The evolving stance of the Hindu Right

The RSS is the parent organisation of the ruling party of India, the Bharatiya Janata Party. It is also the driving force of the Sangh Parivar — Family of Organisations — a wider association, an extended family, whose principal aim is to protect and preserve Hindu sentiments, practices and religious beliefs. This extended family has within its fold, groups ranging from the Vishva Hindu Parishad to Hindu Mahasabha to the Bajrang Dal and not all of them share the same thinking on subjects like the Constitution of India, Muslim rights, Dalit empowerment, the national anthem etc. However despite these differences one common thread that runs through all of them is that ‘the manifest destiny of India resides in a Hindu nation’ and the boundaries of this imaginary nation is that of undivided India.

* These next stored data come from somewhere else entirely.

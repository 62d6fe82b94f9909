//! Learned type predictions for values that have not been forced yet.
//!
//! Every successful force records `operation(input types) -> output type`.
//! Asking for a prediction replays those counts for the current input
//! types. Predictions are advisory: nothing that affects a result may
//! depend on them.

use std::collections::BTreeMap;
use std::path::Path;
use std::sync::Mutex;
use std::time::{Duration, SystemTime, UNIX_EPOCH};

use hashbrown::HashMap;
use serde::{Deserialize, Serialize};
use smallvec::{SmallVec, smallvec};
use tracing::debug;

use crate::errors::Result;
use crate::sync::lock;
use crate::types::Type;
use crate::values::Value;

/// Inputs past this many are ignored when building signatures.
const MAX_INPUTS: usize = 10;
/// Upper bound on the signatures a single lookup expands to.
const MAX_SIGNATURES: usize = 64;
/// Nested unforced inputs are predicted this many levels down, then `Any`.
const MAX_NESTING: usize = 8;

type Candidates = SmallVec<[Type; 4]>;

/// A distribution over output types. Counts are not normalised.
#[derive(Debug, Clone, Default, PartialEq, Eq)]
pub struct TypePrediction {
    counts: BTreeMap<Type, u64>,
    total: u64,
}

impl TypePrediction {
    /// The prediction for a value whose type is already known.
    pub fn certain(ty: Type) -> Self {
        let mut prediction = Self::default();
        prediction.add(ty, 1);
        prediction
    }

    fn add(&mut self, ty: Type, count: u64) {
        *self.counts.entry(ty).or_default() += count;
        self.total += count;
    }

    pub fn is_empty(&self) -> bool {
        self.total == 0
    }

    pub fn total(&self) -> u64 {
        self.total
    }

    pub fn count(&self, ty: Type) -> u64 {
        self.counts.get(&ty).copied().unwrap_or(0)
    }

    /// Share of observations that produced `ty`, between 0 and 1.
    pub fn probability(&self, ty: Type) -> f64 {
        if self.total == 0 {
            return 0.0;
        }
        self.count(ty) as f64 / self.total as f64
    }

    /// The most frequently observed type. Ties go to the type declared
    /// first in [`Type`].
    pub fn probable_type(&self) -> Option<Type> {
        self.counts
            .iter()
            .max_by(|(a_ty, a), (b_ty, b)| a.cmp(b).then_with(|| b_ty.cmp(a_ty)))
            .map(|(ty, _)| *ty)
    }

    /// Observed types, most frequent first.
    pub fn types(&self) -> Vec<Type> {
        let mut types: Vec<(Type, u64)> = self.counts.iter().map(|(t, c)| (*t, *c)).collect();
        types.sort_by(|(a_ty, a), (b_ty, b)| b.cmp(a).then_with(|| a_ty.cmp(b_ty)));
        types.into_iter().map(|(ty, _)| ty).collect()
    }
}

#[derive(Debug, Clone, Default, Serialize, Deserialize)]
struct Entry {
    counts: BTreeMap<Type, u64>,
    /// Milliseconds since the Unix epoch.
    updated: u64,
}

#[derive(Serialize, Deserialize)]
struct Snapshot {
    entries: Vec<(String, Entry)>,
}

/// Accumulates output type counts per operation and input signature.
pub struct TypeLearner {
    expiry: Option<Duration>,
    entries: Mutex<HashMap<String, Entry>>,
}

impl TypeLearner {
    pub fn new(expiry: Option<Duration>) -> Self {
        Self {
            expiry,
            entries: Mutex::new(HashMap::new()),
        }
    }

    /// Record that `operation` over `inputs` produced `output`.
    pub fn learn(&self, operation: &str, inputs: &[Value], output: Type) {
        let keys = self.keys(operation, inputs, 0);
        let now = now_millis();
        let mut entries = lock(&self.entries);
        for key in keys {
            let entry = entries.entry(key).or_default();
            *entry.counts.entry(output).or_default() += 1;
            entry.updated = now;
        }
    }

    /// Predict the output type of `operation` over `inputs`. Empty when
    /// nothing has been learned for any matching signature.
    pub fn predict(&self, operation: &str, inputs: &[Value]) -> TypePrediction {
        self.predict_nested(operation, inputs, 0)
    }

    fn predict_nested(&self, operation: &str, inputs: &[Value], nesting: usize) -> TypePrediction {
        let keys = self.keys(operation, inputs, nesting);
        let entries = lock(&self.entries);
        let mut prediction = TypePrediction::default();
        for key in &keys {
            if let Some(entry) = entries.get(key) {
                for (ty, count) in &entry.counts {
                    prediction.add(*ty, *count);
                }
            }
        }
        prediction
    }

    /// Number of learned signatures.
    pub fn len(&self) -> usize {
        lock(&self.entries).len()
    }

    pub fn is_empty(&self) -> bool {
        lock(&self.entries).is_empty()
    }

    pub fn clear(&self) {
        lock(&self.entries).clear();
    }

    /// Write every learned signature to `path`.
    pub fn save(&self, path: impl AsRef<Path>) -> Result<()> {
        let path = path.as_ref();
        let snapshot = Snapshot {
            entries: lock(&self.entries)
                .iter()
                .map(|(key, entry)| (key.clone(), entry.clone()))
                .collect(),
        };
        std::fs::write(path, postcard::to_allocvec(&snapshot)?)?;
        debug!(path = %path.display(), entries = snapshot.entries.len(), "saved type predictions");
        Ok(())
    }

    /// Merge the signatures saved at `path`, skipping expired ones.
    /// Returns how many were kept.
    pub fn load(&self, path: impl AsRef<Path>) -> Result<usize> {
        let path = path.as_ref();
        let bytes = std::fs::read(path)?;
        let snapshot: Snapshot = postcard::from_bytes(&bytes)?;

        let cutoff = self
            .expiry
            .map(|expiry| now_millis().saturating_sub(expiry.as_millis() as u64));
        let mut entries = lock(&self.entries);
        let mut kept = 0;
        for (key, loaded) in snapshot.entries {
            if cutoff.is_some_and(|cutoff| loaded.updated < cutoff) {
                continue;
            }
            let entry = entries.entry(key).or_default();
            for (ty, count) in loaded.counts {
                *entry.counts.entry(ty).or_default() += count;
            }
            entry.updated = entry.updated.max(loaded.updated);
            kept += 1;
        }
        debug!(path = %path.display(), kept, "loaded type predictions");
        Ok(kept)
    }

    fn keys(&self, operation: &str, inputs: &[Value], nesting: usize) -> Vec<String> {
        let per_input: Vec<Candidates> = inputs
            .iter()
            .take(MAX_INPUTS)
            .map(|input| self.candidates(input, nesting))
            .collect();
        signatures(&per_input)
            .into_iter()
            .map(|signature| format!("{}({})", operation, signature))
            .collect()
    }

    fn candidates(&self, input: &Value, nesting: usize) -> Candidates {
        let Some(lambda) = input.as_lambda() else {
            return smallvec![input.data().ty()];
        };
        if let Some(value) = lambda.cached() {
            return smallvec![value.data().ty()];
        }
        if nesting >= MAX_NESTING {
            return smallvec![Type::Any];
        }
        let types = self
            .predict_nested(lambda.operation(), lambda.inputs(), nesting + 1)
            .types();
        if types.is_empty() {
            smallvec![Type::Any]
        } else {
            types.into_iter().collect()
        }
    }
}

impl Default for TypeLearner {
    fn default() -> Self {
        Self::new(None)
    }
}

impl std::fmt::Debug for TypeLearner {
    fn fmt(&self, f: &mut std::fmt::Formatter<'_>) -> std::fmt::Result {
        f.debug_struct("TypeLearner")
            .field("expiry", &self.expiry)
            .field("signatures", &self.len())
            .finish()
    }
}

/// The cartesian product of per-input candidates, as `-` joined names.
fn signatures(per_input: &[Candidates]) -> Vec<String> {
    let mut signatures = vec![String::new()];
    for (i, candidates) in per_input.iter().enumerate() {
        let mut next = Vec::with_capacity(signatures.len() * candidates.len());
        'outer: for prefix in &signatures {
            for ty in candidates {
                if next.len() == MAX_SIGNATURES {
                    break 'outer;
                }
                let mut signature = prefix.clone();
                if i > 0 {
                    signature.push('-');
                }
                signature.push_str(&ty.to_string());
                next.push(signature);
            }
        }
        signatures = next;
    }
    signatures
}

fn now_millis() -> u64 {
    SystemTime::now()
        .duration_since(UNIX_EPOCH)
        .map_or(0, |elapsed| elapsed.as_millis() as u64)
}

impl Value {
    /// Predict this value's type without forcing it.
    pub fn predict_type(&self) -> TypePrediction {
        match self.as_lambda() {
            None => TypePrediction::certain(self.data().ty()),
            Some(lambda) => match lambda.cached() {
                Some(value) => TypePrediction::certain(value.data().ty()),
                None => lambda
                    .scope()
                    .runtime()
                    .learner()
                    .predict(lambda.operation(), lambda.inputs()),
            },
        }
    }
}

The RSS is the centre piece — the arch stone — of this Hindu edifice. There are over 6 million members but it has a wider membership, namely people who share their ideas, though they may not be active members. Close to 57,000 Shakhas or branches spread over the entire country engage with this broader citizenry though the RSS headquarters is in Nagpur and the early stalwarts were all Maharashtrians and Brahmins. Gandhi’s assassins came from this hinterland and Veer Savarkar, one of the leading lights of the Hindu movement was implicated in the Gandhi conspiracy case but later left off on a reprieve.

RSS has been lampooned as a Nagpur Brahmin-centric organisation but over the years it has tried to evolve and widen its reach among the other castes, particularly within the OBCs — Other Backward Castes — and its political arm the BJP — earlier called the Jan Sangh — profited in the polls when caste politics surged in 1990s especially after the Mandal Commission was formed to look into the empowerment of the OBCs. The term OBC is in itself a conundrum, one would assume it covers exceptional cases wherein certain castes deprived of opportunities due to inherent social stigmatisation are extended special privileges. Not so, when over 54% of India’s population and covering 3743 castes in addition to Dalits and scheduled tribes [another 25% of India’s population] are advanced distinctive rights then this entire policy of special dispensation is to make a mockery of the very spirit of empowerment. It is nothing but pork barrel politics, a lazy policy to buy votes and hence ‘In India you don’t cast your vote, you vote your caste.’

The BJP has over time cleverly inducted OBCs into its fold. Prime Minister Narendra Modi is an OBC and to that extent the charge that the Sangh Parivar is anti-OBC or pro-Brahmin is ill-founded. In fact during the recent Bihar elections, the BJP brazenly declared ‘Mandal and Kamandal are with us’ denoting its core constituency, the Hindu electorate, and the OBCs are with the BJP. Kamandal — a water pitcher used by Hindu ascetics — rhymes with Mandal and this catchy slogan got voter attention. But because Modi is an OBC and therefore to assume that the BJP is a rainbow coalition is naive.

The BJP is nothing without the RSS and at the hustings it is the dedicated cadre of the RSS that works tirelessly for keeping the BJP campaign juggernaut well-oiled and running at all times. RSS provides the legs for the all- important ground game during the elections. To assume that the RSS and the BJP and the rest of the Sangh Parivar work in unison despite their minor differences is to exhibit a facile understanding of the fissures within this extended Hindu family. Even within the RSS there are major fault lines. A case in point is the Kerala branch of the RSS. Here the unique diversity and the egalitarian spirit innate within its civil society brings out starkly the contradictions within the RSS itself, leave alone the complex relationship between the BJP and the RSS.